O-C: Watching this movie, you can’t help but think you’re watching what is going on in this world today. I know you didn’t want to make a political film, but it sure makes you think.
OA: You are right, it’s not about politics. It’s about the modern modalities of power and how someone gets that power. Power has always been one and the same thing ever since the Roman Empire. Politics are about how you access and grab power, and once you have grabbed it how you keep it and that hasn’t changed an inch. What has been changing is propaganda. It is the way you manipulate how you fool people, how you fool them once, how you fool them twice and how you keep on fooling them. That’s what’s changed.
You have to invent new ways of fooling them and that changes with every generation, with every specific historical period. I had the impression that Giuliano’s book got that. He understands how politics, how propaganda and how postmodern politics have changed the world we live in, and he shows it exactly at the moment when it’s happening. He puts the stage exactly at the core of the nuclear reactor of modern politics.
O-C: Let’s talk casting and start with Paul Dano. Why was he the right choice to embody someone as intellectually complex and morally ambiguous as Vadim Baranov?

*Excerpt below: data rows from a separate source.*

use std::io::{self, Read, Write};
use std::process::ExitCode;
use std::sync::Arc;
use std::sync::atomic::{AtomicBool, Ordering};

use anyhow::Context;
use line_reader::LineReader;
use log::LevelFilter;
use measurement::Measurement;
use simplelog::{ColorChoice, ConfigBuilder, TermLogger, TerminalMode};
use ud_co2s::UDCO2S;

mod device;
mod line_reader;
mod measurement;
mod presenter;
mod ud_co2s;

#[tokio::main]
async fn main() -> Result<ExitCode, anyhow::Error> {
    TermLogger::init(
        LevelFilter::Info,
        ConfigBuilder::new()
            .set_time_format_rfc3339()
            .set_time_offset_to_local()
            .map_err(|_| anyhow::anyhow!("Failed to set time offset to local"))?
            .build(),
        TerminalMode::Stderr,
        ColorChoice::Auto,
    )
    .context("Failed to initialize logger")?;

    if let Err(e) = run().await {
        log::error!("{e:#}");
        return Ok(ExitCode::FAILURE);
    }

    Ok(ExitCode::SUCCESS)
}

pub async fn run() -> Result<(), anyhow::Error> {
    let path = device::locate(device::DEVICE_DIR)?.with_context(|| {
        format!(
            "No device matching {}* found in {}",
            device::DEVICE_PREFIX,
            device::DEVICE_DIR
        )
    })?;
    log::info!("Found device {}", path.display());

    let mut udco2s = UDCO2S::open(&path).context("Failed to initialize UD-CO2S")?;
    let mut shutdown = ShutdownSignal::install()?;
    udco2s.start().context("Failed to start measurement")?;
    log::info!("Measurement started");

    let cancel = Arc::new(AtomicBool::new(false));
    let mut worker = tokio::task::spawn_blocking({
        let cancel = Arc::clone(&cancel);
        move || {
            let mut reader = LineReader::new(udco2s);
            stream(&mut reader, &mut io::stdout(), &cancel)?;
            Ok::<_, anyhow::Error>(reader.into_inner())
        }
    });

    let mut udco2s = tokio::select! {
        joined = &mut worker => joined.context("Read loop panicked")??,
        () = shutdown.recv() => {
            cancel.store(true, Ordering::SeqCst);
            log::info!("Shutdown signal received. Sending stop command...");
            worker.await.context("Read loop panicked")??
        }
    };

    udco2s.stop().context("Failed to stop measurement")?;
    drop(udco2s);
    log::info!("Serial port closed");

    Ok(())
}

fn stream<R: Read, W: Write>(
    reader: &mut LineReader<R>,
    out: &mut W,
    cancel: &AtomicBool,
) -> Result<(), anyhow::Error> {
    while !cancel.load(Ordering::SeqCst) {
        let Some(line) = reader
            .read_line()
            .context("Failed to read from serial port")?
        else {
            continue;
        };

        let measurement = match line.parse::<Measurement>() {
            Ok(measurement) => measurement,
            Err(e) => {
                log::error!("Failed to parse sensor data ({}): {e}", e.stage());
                continue;
            }
        };

        presenter::present(out, &measurement).context("Failed to write to stdout")?;
    }

    Ok(())
}

/// SIGINT/SIGTERM listeners. Signals delivered after `install` are kept
/// until `recv` is polled.
#[cfg(unix)]
struct ShutdownSignal {
    interrupt: tokio::signal::unix::Signal,
    terminate: tokio::signal::unix::Signal,
}

#[cfg(unix)]
impl ShutdownSignal {
    fn install() -> Result<Self, anyhow::Error> {
        use tokio::signal::unix::{SignalKind, signal};

        Ok(Self {
            interrupt: signal(SignalKind::interrupt())
                .context("Failed to install SIGINT handler")?,
            terminate: signal(SignalKind::terminate())
                .context("Failed to install SIGTERM handler")?,
        })
    }

    async fn recv(&mut self) {
        tokio::select! {
            _ = self.interrupt.recv() => (),
            _ = self.terminate.recv() => (),
        }
    }
}

#[cfg(windows)]
struct ShutdownSignal {
    ctrl_c: tokio::signal::windows::CtrlC,
}

#[cfg(windows)]
impl ShutdownSignal {
    fn install() -> Result<Self, anyhow::Error> {
        Ok(Self {
            ctrl_c: tokio::signal::windows::ctrl_c()
                .context("Failed to install Ctrl+C handler")?,
        })
    }

    async fn recv(&mut self) {
        self.ctrl_c.recv().await;
    }
}

#[cfg(test)]
mod tests {
    use super::*;
    use std::io::{Cursor, ErrorKind};

    fn run_stream(input: &[u8]) -> (String, anyhow::Error) {
        let mut reader = LineReader::new(Cursor::new(input.to_vec()));
        let mut out = Vec::new();
        let err = stream(&mut reader, &mut out, &AtomicBool::new(false)).unwrap_err();
        (String::from_utf8(out).unwrap(), err)
    }

    #[test]
    fn test_stream_end_to_end() {
        let (out, err) = run_stream(b"CO2=415,HUM=55.2,TMP=24.0\r\nECHO=STA\r\n...garbage...");

        assert_eq!(
            out,
            "{\n  \"co2\": 415,\n  \"hum\": 55.2,\n  \"temp\": 24.0\n}\n"
        );
        let io_err = err.downcast_ref::<io::Error>().unwrap();
        assert_eq!(io_err.kind(), ErrorKind::UnexpectedEof);
    }

    #[test]
    fn test_stream_skips_malformed_lines() {
        let (out, _) = run_stream(
            b"CO2=abc,HUM=55.2,TMP=24.0\r\nCO2=415,HUM=55.2\r\nCO2=1=2\r\nCO2=412,HUM=45.3,TMP=23.1\r\n",
        );

        assert_eq!(out.matches("\"co2\"").count(), 1);
        assert!(out.contains("\"co2\": 412"));
    }

    #[test]
    fn test_stream_stops_when_cancelled() {
        struct Unreachable;

        impl Read for Unreachable {
            fn read(&mut self, _buf: &mut [u8]) -> io::Result<usize> {
                panic!("read after cancellation");
            }
        }

        let mut reader = LineReader::new(Unreachable);
        let mut out = Vec::new();
        stream(&mut reader, &mut out, &AtomicBool::new(true)).unwrap();
        assert!(out.is_empty());
    }

    #[cfg(unix)]
    #[tokio::test]
    async fn test_shutdown_signal_received_before_recv() {
        let mut shutdown = ShutdownSignal::install().unwrap();

        let status = std::process::Command::new("kill")
            .args(["-TERM", &std::process::id().to_string()])
            .status()
            .unwrap();
        assert!(status.success());

        shutdown.recv().await;
    }

    #[test]
    fn test_stream_fails_on_write_error() {
        struct Closed;

        impl Write for Closed {
            fn write(&mut self, _buf: &[u8]) -> io::Result<usize> {
                Err(io::Error::new(ErrorKind::BrokenPipe, "closed"))
            }

            fn flush(&mut self) -> io::Result<()> {
                Ok(())
            }
        }

        let mut reader = LineReader::new(Cursor::new(b"CO2=415,HUM=55.2,TMP=24.0\r\n".to_vec()));
        let err = stream(&mut reader, &mut Closed, &AtomicBool::new(false)).unwrap_err();
        assert!(err.to_string().contains("stdout"));
    }
}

OA: I couldn’t think of someone who could do it better than him. I always admired Paul because I think he’s such a sensitive, profound, and smart individual. He’s also a complex individual. He has this kind of baby face, but at the same time he can be icy and scary. He can be seemingly honest and suddenly cynical. He can be telling the truth. With Paul you never know where the border is, where the line is and that’s exactly what I wanted for this role. That complexity, that profundity and that humanity, especially when he gets closer to power.
O-C: What do you think it takes to be a good spin doctor?
OA: I think you have to be genuinely evil (laughs). You have to speak with a fork tongue. Some people go into politics for their ideas, which is very respectable. Except when it’s not my ideas, I at least respect the honesty of it. You have people who get involved in politics out of cynicism, who see themselves as detached analysts. When you get involved in politics you are taking chances. You are taking risks, and you and you have to be involved. You can’t be detached.
O-C: Jude Law is almost unrecognizable as Putin. What was his initial reaction when you said, ‘I want you to play this man.’
OA: I honestly thought he would not even consider it. We’ve known each other for a while. We’ve been to film festivals together and we liked each other. Liking each other at a film festival means that we love the same films, and we agreed on a lot of films. We kind of stayed in touch and I always had in the back of my mind that one day I should make a film with Jude. When Putin came up, I didn’t want a lookalike. I thought that would be the wrong approach. I wanted a great actor to reinvent him. Instead of representing him from the outside, he would represent him from the inside. Jude can bring something profound, something powerful, something charismatic, which are the attributes of a character like Vladimir Putin, and I thought that he brought his own approach.
O-C: He certainly did.
OA: I don’t really direct actors. I let them do their homework. In this case I provided as much research as I could. I sent him documentaries, books, essays, whatever I could find. He also wanted to meet Guliano (the novelist) to discuss Putin with him. Jude has his own process of preparing so he became something else, which is absolutely not the Vladimir Putin I had in mind when I was writing, but I think it ended up being a much better, more interesting and more stimulating version of him that I initially envisioned.